TASK INSTRUCTIONS: Copy word for word, please, the lines of the entries below running from the one containing "has neither 'code'" to the one containing "let mut merged = defaults.clone();", both ends included.

SOURCE MATERIAL:
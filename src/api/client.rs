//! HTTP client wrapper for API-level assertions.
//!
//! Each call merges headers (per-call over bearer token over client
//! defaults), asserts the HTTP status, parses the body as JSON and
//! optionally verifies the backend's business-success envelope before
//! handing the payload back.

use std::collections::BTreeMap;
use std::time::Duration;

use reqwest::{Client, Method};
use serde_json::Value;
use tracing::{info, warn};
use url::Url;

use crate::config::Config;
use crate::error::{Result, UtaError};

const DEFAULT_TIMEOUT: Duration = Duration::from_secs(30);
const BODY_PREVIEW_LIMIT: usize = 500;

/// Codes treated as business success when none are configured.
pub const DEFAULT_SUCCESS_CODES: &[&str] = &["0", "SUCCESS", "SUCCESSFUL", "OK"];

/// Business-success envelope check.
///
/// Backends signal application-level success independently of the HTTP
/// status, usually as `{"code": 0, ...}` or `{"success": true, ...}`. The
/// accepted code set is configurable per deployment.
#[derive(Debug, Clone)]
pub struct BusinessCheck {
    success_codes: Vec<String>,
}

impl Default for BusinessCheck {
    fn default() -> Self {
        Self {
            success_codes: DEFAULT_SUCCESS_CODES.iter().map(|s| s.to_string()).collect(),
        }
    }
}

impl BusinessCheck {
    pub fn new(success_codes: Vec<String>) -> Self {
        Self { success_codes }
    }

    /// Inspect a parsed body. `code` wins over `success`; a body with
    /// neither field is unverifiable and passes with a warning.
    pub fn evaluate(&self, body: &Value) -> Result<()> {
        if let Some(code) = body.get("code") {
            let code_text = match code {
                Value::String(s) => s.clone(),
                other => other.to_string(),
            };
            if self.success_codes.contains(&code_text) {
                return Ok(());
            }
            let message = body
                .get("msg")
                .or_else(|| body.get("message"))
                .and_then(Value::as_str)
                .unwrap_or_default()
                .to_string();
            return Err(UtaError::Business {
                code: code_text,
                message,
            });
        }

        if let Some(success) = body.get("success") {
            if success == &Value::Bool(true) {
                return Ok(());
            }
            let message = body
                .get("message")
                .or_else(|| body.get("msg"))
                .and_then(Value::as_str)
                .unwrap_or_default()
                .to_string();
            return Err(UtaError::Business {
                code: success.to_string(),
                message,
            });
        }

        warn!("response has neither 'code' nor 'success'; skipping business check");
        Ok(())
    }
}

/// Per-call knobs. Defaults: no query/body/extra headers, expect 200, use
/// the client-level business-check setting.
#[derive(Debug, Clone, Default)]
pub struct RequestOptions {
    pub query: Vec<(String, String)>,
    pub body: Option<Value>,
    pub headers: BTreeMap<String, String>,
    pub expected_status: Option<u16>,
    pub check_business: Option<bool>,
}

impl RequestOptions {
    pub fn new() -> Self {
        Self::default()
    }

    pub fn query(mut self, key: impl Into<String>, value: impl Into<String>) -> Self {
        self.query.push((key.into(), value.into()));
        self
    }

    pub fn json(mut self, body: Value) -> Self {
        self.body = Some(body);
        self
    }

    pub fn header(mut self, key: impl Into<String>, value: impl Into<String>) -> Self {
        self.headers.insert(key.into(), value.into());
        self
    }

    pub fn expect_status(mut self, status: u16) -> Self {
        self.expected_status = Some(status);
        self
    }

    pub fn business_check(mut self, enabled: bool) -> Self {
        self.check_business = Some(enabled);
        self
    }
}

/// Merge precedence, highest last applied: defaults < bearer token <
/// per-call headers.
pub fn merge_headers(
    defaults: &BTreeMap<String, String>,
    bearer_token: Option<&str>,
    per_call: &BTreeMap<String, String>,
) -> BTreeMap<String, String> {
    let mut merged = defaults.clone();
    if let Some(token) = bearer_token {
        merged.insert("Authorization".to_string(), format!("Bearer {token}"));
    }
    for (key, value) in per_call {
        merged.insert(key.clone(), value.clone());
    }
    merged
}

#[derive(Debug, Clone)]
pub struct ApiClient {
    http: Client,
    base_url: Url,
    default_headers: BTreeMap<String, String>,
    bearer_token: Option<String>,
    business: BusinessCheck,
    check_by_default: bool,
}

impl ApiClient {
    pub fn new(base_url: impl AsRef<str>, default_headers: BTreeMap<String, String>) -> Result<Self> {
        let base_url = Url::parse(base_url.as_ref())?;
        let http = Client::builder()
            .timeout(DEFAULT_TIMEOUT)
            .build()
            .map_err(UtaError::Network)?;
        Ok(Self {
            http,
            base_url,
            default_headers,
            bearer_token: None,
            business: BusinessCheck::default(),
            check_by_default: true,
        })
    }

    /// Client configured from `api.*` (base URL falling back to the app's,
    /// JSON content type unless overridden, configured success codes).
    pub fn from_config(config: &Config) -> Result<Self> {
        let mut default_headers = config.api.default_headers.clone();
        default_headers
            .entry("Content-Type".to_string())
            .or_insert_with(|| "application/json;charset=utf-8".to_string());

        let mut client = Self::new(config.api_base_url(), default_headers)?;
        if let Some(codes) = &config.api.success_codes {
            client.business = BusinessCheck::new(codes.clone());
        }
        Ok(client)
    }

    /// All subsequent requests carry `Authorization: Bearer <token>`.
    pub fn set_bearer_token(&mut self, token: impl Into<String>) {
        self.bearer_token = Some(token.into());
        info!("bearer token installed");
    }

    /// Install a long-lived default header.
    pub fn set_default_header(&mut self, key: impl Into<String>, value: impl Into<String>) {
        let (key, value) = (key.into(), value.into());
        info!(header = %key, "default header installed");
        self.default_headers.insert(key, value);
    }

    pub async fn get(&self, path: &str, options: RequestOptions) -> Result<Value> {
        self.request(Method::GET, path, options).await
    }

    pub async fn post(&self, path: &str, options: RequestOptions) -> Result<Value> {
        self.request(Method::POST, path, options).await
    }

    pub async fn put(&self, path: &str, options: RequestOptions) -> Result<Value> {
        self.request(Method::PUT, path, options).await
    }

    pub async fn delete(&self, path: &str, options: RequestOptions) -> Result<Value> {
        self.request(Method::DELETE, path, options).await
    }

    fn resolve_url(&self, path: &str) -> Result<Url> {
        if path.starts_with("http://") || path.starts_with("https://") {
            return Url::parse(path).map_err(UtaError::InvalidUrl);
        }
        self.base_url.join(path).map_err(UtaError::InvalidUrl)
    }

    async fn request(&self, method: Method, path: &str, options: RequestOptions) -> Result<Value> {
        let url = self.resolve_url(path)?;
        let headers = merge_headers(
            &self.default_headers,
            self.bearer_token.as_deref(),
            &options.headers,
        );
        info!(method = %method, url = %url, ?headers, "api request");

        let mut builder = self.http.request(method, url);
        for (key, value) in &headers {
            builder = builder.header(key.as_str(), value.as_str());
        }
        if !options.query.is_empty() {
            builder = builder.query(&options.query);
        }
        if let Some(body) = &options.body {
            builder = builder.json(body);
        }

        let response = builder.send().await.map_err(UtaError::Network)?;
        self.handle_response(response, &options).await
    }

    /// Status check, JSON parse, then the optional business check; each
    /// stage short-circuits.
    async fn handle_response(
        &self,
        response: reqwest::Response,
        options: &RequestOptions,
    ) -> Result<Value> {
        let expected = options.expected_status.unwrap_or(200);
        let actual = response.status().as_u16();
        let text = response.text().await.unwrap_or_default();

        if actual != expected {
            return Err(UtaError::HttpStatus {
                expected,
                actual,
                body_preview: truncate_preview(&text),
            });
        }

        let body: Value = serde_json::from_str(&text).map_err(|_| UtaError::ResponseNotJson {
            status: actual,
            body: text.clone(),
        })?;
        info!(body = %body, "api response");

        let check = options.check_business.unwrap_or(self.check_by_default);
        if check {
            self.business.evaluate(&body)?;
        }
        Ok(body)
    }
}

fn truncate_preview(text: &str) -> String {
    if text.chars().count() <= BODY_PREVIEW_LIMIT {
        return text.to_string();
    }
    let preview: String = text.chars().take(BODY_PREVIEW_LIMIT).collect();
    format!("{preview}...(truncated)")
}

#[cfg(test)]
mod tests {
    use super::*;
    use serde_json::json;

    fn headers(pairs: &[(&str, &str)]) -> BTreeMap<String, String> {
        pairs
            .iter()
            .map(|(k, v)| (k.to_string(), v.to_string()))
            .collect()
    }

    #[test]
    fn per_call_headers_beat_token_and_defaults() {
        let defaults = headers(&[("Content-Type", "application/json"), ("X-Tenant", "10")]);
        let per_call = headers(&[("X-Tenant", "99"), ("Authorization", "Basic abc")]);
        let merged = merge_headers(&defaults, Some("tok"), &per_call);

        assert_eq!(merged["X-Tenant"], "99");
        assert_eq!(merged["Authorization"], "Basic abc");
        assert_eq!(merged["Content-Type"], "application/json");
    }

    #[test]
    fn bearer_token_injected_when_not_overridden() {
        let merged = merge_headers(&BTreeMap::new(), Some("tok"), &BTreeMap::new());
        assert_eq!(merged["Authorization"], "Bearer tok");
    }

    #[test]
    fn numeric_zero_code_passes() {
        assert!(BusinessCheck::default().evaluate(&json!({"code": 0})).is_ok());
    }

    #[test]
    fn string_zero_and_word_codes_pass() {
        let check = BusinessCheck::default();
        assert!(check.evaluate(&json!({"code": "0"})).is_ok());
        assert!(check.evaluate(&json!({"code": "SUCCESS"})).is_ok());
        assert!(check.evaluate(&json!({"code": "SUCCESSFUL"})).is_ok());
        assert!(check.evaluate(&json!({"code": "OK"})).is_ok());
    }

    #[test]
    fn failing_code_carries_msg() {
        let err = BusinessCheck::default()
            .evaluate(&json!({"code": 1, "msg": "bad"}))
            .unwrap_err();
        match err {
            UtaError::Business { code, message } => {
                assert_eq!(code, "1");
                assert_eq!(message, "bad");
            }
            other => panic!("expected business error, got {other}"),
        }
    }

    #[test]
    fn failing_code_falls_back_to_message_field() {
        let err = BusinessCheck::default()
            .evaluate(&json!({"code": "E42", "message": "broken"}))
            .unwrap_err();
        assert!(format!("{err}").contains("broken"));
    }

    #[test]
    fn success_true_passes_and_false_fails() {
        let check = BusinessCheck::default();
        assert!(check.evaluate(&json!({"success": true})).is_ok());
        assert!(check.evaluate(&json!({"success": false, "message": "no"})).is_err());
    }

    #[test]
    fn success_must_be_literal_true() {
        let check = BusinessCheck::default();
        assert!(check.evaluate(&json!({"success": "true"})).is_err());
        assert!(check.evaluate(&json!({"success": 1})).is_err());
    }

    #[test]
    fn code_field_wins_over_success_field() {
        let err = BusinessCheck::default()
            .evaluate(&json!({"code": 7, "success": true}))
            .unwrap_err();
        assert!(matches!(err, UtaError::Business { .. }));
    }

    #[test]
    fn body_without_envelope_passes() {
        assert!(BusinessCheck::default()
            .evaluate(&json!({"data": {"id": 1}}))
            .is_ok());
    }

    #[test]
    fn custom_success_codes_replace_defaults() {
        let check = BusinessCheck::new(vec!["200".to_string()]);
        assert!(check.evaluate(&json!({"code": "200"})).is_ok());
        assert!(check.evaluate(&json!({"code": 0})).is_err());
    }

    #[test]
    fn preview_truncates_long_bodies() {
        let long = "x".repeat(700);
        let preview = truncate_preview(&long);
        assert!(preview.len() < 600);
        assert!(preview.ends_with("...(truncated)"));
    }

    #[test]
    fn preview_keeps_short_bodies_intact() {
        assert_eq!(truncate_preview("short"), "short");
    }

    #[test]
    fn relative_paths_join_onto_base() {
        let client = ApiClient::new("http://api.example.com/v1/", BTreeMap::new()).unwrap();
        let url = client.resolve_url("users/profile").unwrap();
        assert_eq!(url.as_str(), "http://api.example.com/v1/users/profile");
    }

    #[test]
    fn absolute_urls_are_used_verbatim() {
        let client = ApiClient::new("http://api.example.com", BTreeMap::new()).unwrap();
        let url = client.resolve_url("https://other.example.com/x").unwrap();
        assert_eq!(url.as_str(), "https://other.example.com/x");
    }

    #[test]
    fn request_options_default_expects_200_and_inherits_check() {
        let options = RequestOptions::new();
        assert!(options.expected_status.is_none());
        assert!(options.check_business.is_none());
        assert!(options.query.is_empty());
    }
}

RESULT OF THE EXERCISE:
        warn!("response has neither 'code' nor 'success'; skipping business check");
        Ok(())
    }
}

/// Per-call knobs. Defaults: no query/body/extra headers, expect 200, use
/// the client-level business-check setting.
#[derive(Debug, Clone, Default)]
pub struct RequestOptions {
    pub query: Vec<(String, String)>,
    pub body: Option<Value>,
    pub headers: BTreeMap<String, String>,
    pub expected_status: Option<u16>,
    pub check_business: Option<bool>,
}

impl RequestOptions {
    pub fn new() -> Self {
        Self::default()
    }

    pub fn query(mut self, key: impl Into<String>, value: impl Into<String>) -> Self {
        self.query.push((key.into(), value.into()));
        self
    }

    pub fn json(mut self, body: Value) -> Self {
        self.body = Some(body);
        self
    }

    pub fn header(mut self, key: impl Into<String>, value: impl Into<String>) -> Self {
        self.headers.insert(key.into(), value.into());
        self
    }

    pub fn expect_status(mut self, status: u16) -> Self {
        self.expected_status = Some(status);
        self
    }

    pub fn business_check(mut self, enabled: bool) -> Self {
        self.check_business = Some(enabled);
        self
    }
}

/// Merge precedence, highest last applied: defaults < bearer token <
/// per-call headers.
pub fn merge_headers(
    defaults: &BTreeMap<String, String>,
    bearer_token: Option<&str>,
    per_call: &BTreeMap<String, String>,
) -> BTreeMap<String, String> {
    let mut merged = defaults.clone();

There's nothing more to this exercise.